Except, another part of him pointed out, back in Uberwald, you'll be lying to two-bit highwaymen and mad scientists, not entire cities.

Moist opened the box.

He stared at it for a very long while, until the coachman piped up, 'I can stop for a moment by the emporium for you to get changed, sir.'

The suit was black as night, and had creases so sharp that Moist could've cut bread with them. Gingerly, he pushed the crinkly paper out of the way and pulled it out. The lapels fell beautifully. The jacket wasn't a robe, and it wasn't double breasted. Just neat, easy lines that made it look far less formal than the expensive fabric actually proclaimed it to be. The pants straight enough that Moist felt twice as crooked, like putting it on would be telling the greatest fib on earth. No one would look past it. The suit didn't glitter at all, but it beguiled, which was a lot worse. It was soft, malleable confidence waiting to be worn like armour. There was a white shirt underneath, linen and pressed, and a neat pair of onyx cufflinks. Moist's skin ached and itched with a visceral lust.

'Yes,' he said to the coachman, hating himself but wanting to at least see what it looked like, what it felt like. 'Do that.'

When he was done putting all the pieces together, Moist looked up into the mirror and felt the world go through one of its little crises of faith. You weren't supposed to like this, Moist knew. You weren't supposed to like living in someone else's skin. Cosmo had had that problem, and –

'You're going to want to leave now, sir,' the coachman said. 'Elsewises you're going to be late.'

Moist got off at the Blue Dove and smiled at the maitre d', who had the kind of sharp nose which maximised his ability to look down on other people. 'I've a table for two,' Moist said, leaning a little on the man's reservations counter. The suit whispered all the words to him.

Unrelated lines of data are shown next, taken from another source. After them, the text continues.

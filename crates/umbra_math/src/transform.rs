// Transform utilities for DMat4
//
// Extends glam::DMat4 with the helpers the SDF transform nodes need.
// Note: glam::DMat4 already provides transform_point3(), determinant() and inverse()

use glam::{DMat4, DVec3};

/// Extension trait for DMat4 to provide additional transform utilities
pub trait Mat4Ext {
    /// Rotation of `degrees` about `axis` (normalized here), right-handed.
    fn rotation_degrees(axis: DVec3, degrees: f64) -> Self;

    /// Upper bound on how much the linear part can lengthen any vector.
    ///
    /// Square root of the largest absolute row sum of `MᵀM` (Gershgorin), so
    /// it holds under shear too. Exact for rotations and axis scales, whose
    /// `MᵀM` is diagonal.
    fn max_stretch(&self) -> f64;
}

impl Mat4Ext for DMat4 {
    fn rotation_degrees(axis: DVec3, degrees: f64) -> Self {
        DMat4::from_axis_angle(axis.normalize(), degrees.to_radians())
    }

    fn max_stretch(&self) -> f64 {
        let columns = [
            self.x_axis.truncate(),
            self.y_axis.truncate(),
            self.z_axis.truncate(),
        ];
        columns
            .iter()
            .map(|a| columns.iter().map(|b| a.dot(*b).abs()).sum::<f64>())
            .fold(0.0, f64::max)
            .sqrt()
    }
}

'I assume you are partnered with the lady who at the one smoking table in our non-smoking establishment?' the maitre d' coughed.

'She adds such atmosphere, doesn't she?' Moist winked, and followed the hazy trail all the way to Adora Belle.

She looked him up and down once, and then burst out laughing loud enough that anyone in the restaurant who wasn't staring at her previously had no choice but to stare at her then. 'You've been flirting again,' she accused.

'Not really,' Moist objected, slipping into his seat and picking up a menu. He thought for a moment that there had been a problem with their printed – but no, the decimal indicators _were_ coming in off three digits. 'Inflation,' he muttered, before he looked up. 'This wasn't my idea.'

'I didn't think so,' Adora Belle grinned. 'It's sweet of him, it really is. All these people,' she gestured around the room. 'It would've taken me months if I had to work at pissing them off one by one. Yet here they all are, all in a bunch.' She looked over to the next table at Lord Grant, who'd voiced his objections to the recent influx of golems into the city by smashing his open and leaving the clay bits bubbling on top of the River Ankh. Adora Belle blew a thick stream of smoke right towards him, and sighed happily. 'He paid for that suit, right?' she asked.

'I suppose,' Moist relented, still having a personal argument with his own principles about wearing another man's colours.

'Looks good on you,' she said, picking up her own menu. 'And it means he's going to be paying for lunch as well, just to help civilise his pet Uberwald boy. Do you think they have sheep's head?'

'Pet –' Moist started, before he decided it wasn't worth it. 'No, dear. I don't think they do.'

'Pity. Maybe we should try this – a hundred dollars for uncooked fish slices.'

Moist let Adora Belle Dearheart's running commentary on the menu float along one of his levels of consciousness, and tried not to be alternately terrified and confused and excited about the vague notion forming in his head about how Havelock Vetinari wanted him to be _happy_.


End file.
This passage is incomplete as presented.